Few things upset Ballarat folk who genuinely love their city as lost opportunity. So in most regards the announcement this week of a huge investment in the precinct is to be welcomed. The Courier agrees this much with the minister that a project of this scale is genuinely transformational for Ballarat’s heart and is to encouraged.
But there are thorns on this rosy path. Few people would also disagree with the concept that the station precinct is and will remain fundamentally a transport hub. Not only for the increasingly important fast rail link to Melbourne, itself a credit to the current governments investment, but also to the ancillary transport forms that connect this rail hub to the rest of Ballarat. People are sensitive about public transport because they see its intrinsic worth and in a way believe they own it.
And this is what leads us to the latest turmoil of the rearrangement of bus stops in Lydiard Street.
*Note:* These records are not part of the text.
//! Client-side view of the round, rebuilt from server events

use log::debug;
use shared::{Event, ScoreEntry};

#[derive(Debug, Clone, Copy, PartialEq, Eq)]
pub enum RoundPhase {
    Waiting,
    Playing,
    Overtime,
}

#[derive(Debug, Clone)]
pub struct ClientGameState {
    pub player_name: String,
    pub phase: RoundPhase,
    pub round_duration: Option<u64>,
    pub mole: Option<(u8, u8)>,
    pub scores: Vec<ScoreEntry>,
    pub overtime_players: Vec<String>,
    pub last_result: Option<(String, u32)>,
}

impl ClientGameState {
    pub fn new(player_name: impl Into<String>) -> Self {
        Self {
            player_name: player_name.into(),
            phase: RoundPhase::Waiting,
            round_duration: None,
            mole: None,
            scores: Vec::new(),
            overtime_players: Vec::new(),
            last_result: None,
        }
    }

    /// True while the server would accept a hit from this player
    pub fn can_hit(&self) -> bool {
        match self.phase {
            RoundPhase::Playing => true,
            RoundPhase::Overtime => self.overtime_players.contains(&self.player_name),
            RoundPhase::Waiting => false,
        }
    }

    pub fn my_score(&self) -> Option<u32> {
        self.scores
            .iter()
            .find(|entry| entry.name == self.player_name)
            .map(|entry| entry.score)
    }

    /// Applies a server event and returns a one-line status for the terminal
    pub fn apply_event(&mut self, event: &Event) -> String {
        debug!("Applying {:?}", event);

        match event {
            Event::GameStart { duration_secs } => {
                self.phase = RoundPhase::Playing;
                self.round_duration = Some(*duration_secs);
                self.mole = None;
                self.overtime_players.clear();
                self.last_result = None;
                format!("Round started: {}s. Type `hit <x> <y>`", duration_secs)
            }
            Event::MoleSpawn { x, y } => {
                self.mole = Some((*x, *y));
                format!("Mole at ({}, {})", x, y)
            }
            Event::Scores(entries) => {
                self.scores = entries.clone();
                let table: Vec<String> = entries
                    .iter()
                    .map(|entry| format!("{} {}", entry.name, entry.score))
                    .collect();
                format!("Scores: {}", table.join(" | "))
            }
            Event::ExtraTime {
                duration_secs,
                participants,
            } => {
                self.phase = RoundPhase::Overtime;
                self.mole = None;
                self.overtime_players = participants.clone();
                let role = if self.can_hit() {
                    "you are playing"
                } else {
                    "spectating"
                };
                format!(
                    "Extra time {}s between {} ({})",
                    duration_secs,
                    participants.join(", "),
                    role
                )
            }
            Event::GameEnd { winner, score } => {
                self.phase = RoundPhase::Waiting;
                self.mole = None;
                self.overtime_players.clear();
                self.last_result = Some((winner.clone(), *score));
                if *winner == self.player_name {
                    format!("You won with {} points!", score)
                } else {
                    format!("Round over. Winner: {} with {} points", winner, score)
                }
            }
            Event::GameStopped => {
                self.phase = RoundPhase::Waiting;
                self.mole = None;
                self.overtime_players.clear();
                "Round stopped by the server".to_string()
            }
        }
    }
}
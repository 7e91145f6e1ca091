use shared::is_valid_name;

// Strip the line terminator and surrounding whitespace from a handshake name.
// Names that could not be written into a score line are refused.
pub fn clean_player_name(line: &str) -> Option<&str> {
    let name = line.trim();
    if is_valid_name(name) {
        Some(name)
    } else {
        None
    }
}
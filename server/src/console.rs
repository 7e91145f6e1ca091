//! Operator console: start/stop the round and inspect the player count from stdin

use crate::network::{ControlError, ServerHandle};
use log::info;
use tokio::sync::mpsc;

#[derive(Debug, Clone, Copy, PartialEq, Eq)]
pub enum OperatorCommand {
    Start,
    Stop,
    Players,
    Help,
    Quit,
}

pub const HELP: &str = "commands: start | stop | players | help | quit";

pub fn parse_operator_command(line: &str) -> Option<OperatorCommand> {
    match line.trim().to_ascii_lowercase().as_str() {
        "start" | "s" => Some(OperatorCommand::Start),
        "stop" | "x" => Some(OperatorCommand::Stop),
        "players" | "p" => Some(OperatorCommand::Players),
        "help" | "?" => Some(OperatorCommand::Help),
        "quit" | "exit" | "q" => Some(OperatorCommand::Quit),
        _ => None,
    }
}

/// Executes one command, returning the text shown to the operator
pub async fn execute(handle: &ServerHandle, command: OperatorCommand) -> String {
    let result = match command {
        OperatorCommand::Start => handle
            .start_round()
            .await
            .map(|_| "Round started".to_string()),
        OperatorCommand::Stop => handle
            .stop_round()
            .await
            .map(|_| "Round stopped".to_string()),
        OperatorCommand::Players => handle
            .player_count()
            .await
            .map(|count| format!("Connected players: {}", count)),
        OperatorCommand::Help => Ok(HELP.to_string()),
        OperatorCommand::Quit => {
            handle.shutdown();
            Ok("Shutting down".to_string())
        }
    };

    result.unwrap_or_else(|e: ControlError| format!("Rejected: {}", e))
}

/// Runs operator commands until `quit` or the input closes
pub async fn run_console(handle: ServerHandle, mut lines: mpsc::UnboundedReceiver<String>) {
    println!("{}", HELP);

    while let Some(line) = lines.recv().await {
        if line.trim().is_empty() {
            continue;
        }

        match parse_operator_command(&line) {
            Some(command) => {
                println!("{}", execute(&handle, command).await);
                if command == OperatorCommand::Quit {
                    return;
                }
            }
            None => println!("Unknown command {:?}; {}", line.trim(), HELP),
        }
    }

    info!("Operator console closed");
}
Few people wouldn’t recognise the value of a centralised bus hub and all routes leaving through this hub. Most would consider it reasonable that some disruption comes as a consequence of growth and better ends, if the these conditions were detailed to them in timely and clear fashion. But there is a dispiriting sense that public transport elements of the proposal are an afterthought; changes and plans to be relayed at the last moment or simply left unknown.
This is not to advocate for an endless round of public consultation or no changes but rather, having established a clear outcome, to clearly and openly communicate these changes. Naturally those affected will have a range of questions but these need to be answered not avoided. Residents may not like all the answers but they prefer the facts to obfuscation. The later simply breeds resentment, disillusionment and conspiracy theories. Even those who feel their amenity had been compromised by the relocation might have been more amenable if, when told it was temporary, were given a reasonable end date.
The great danger of modern communications is to be so afraid of honesty as to prefer “messaging”. Again a reasonable end is compromised by underestimating people.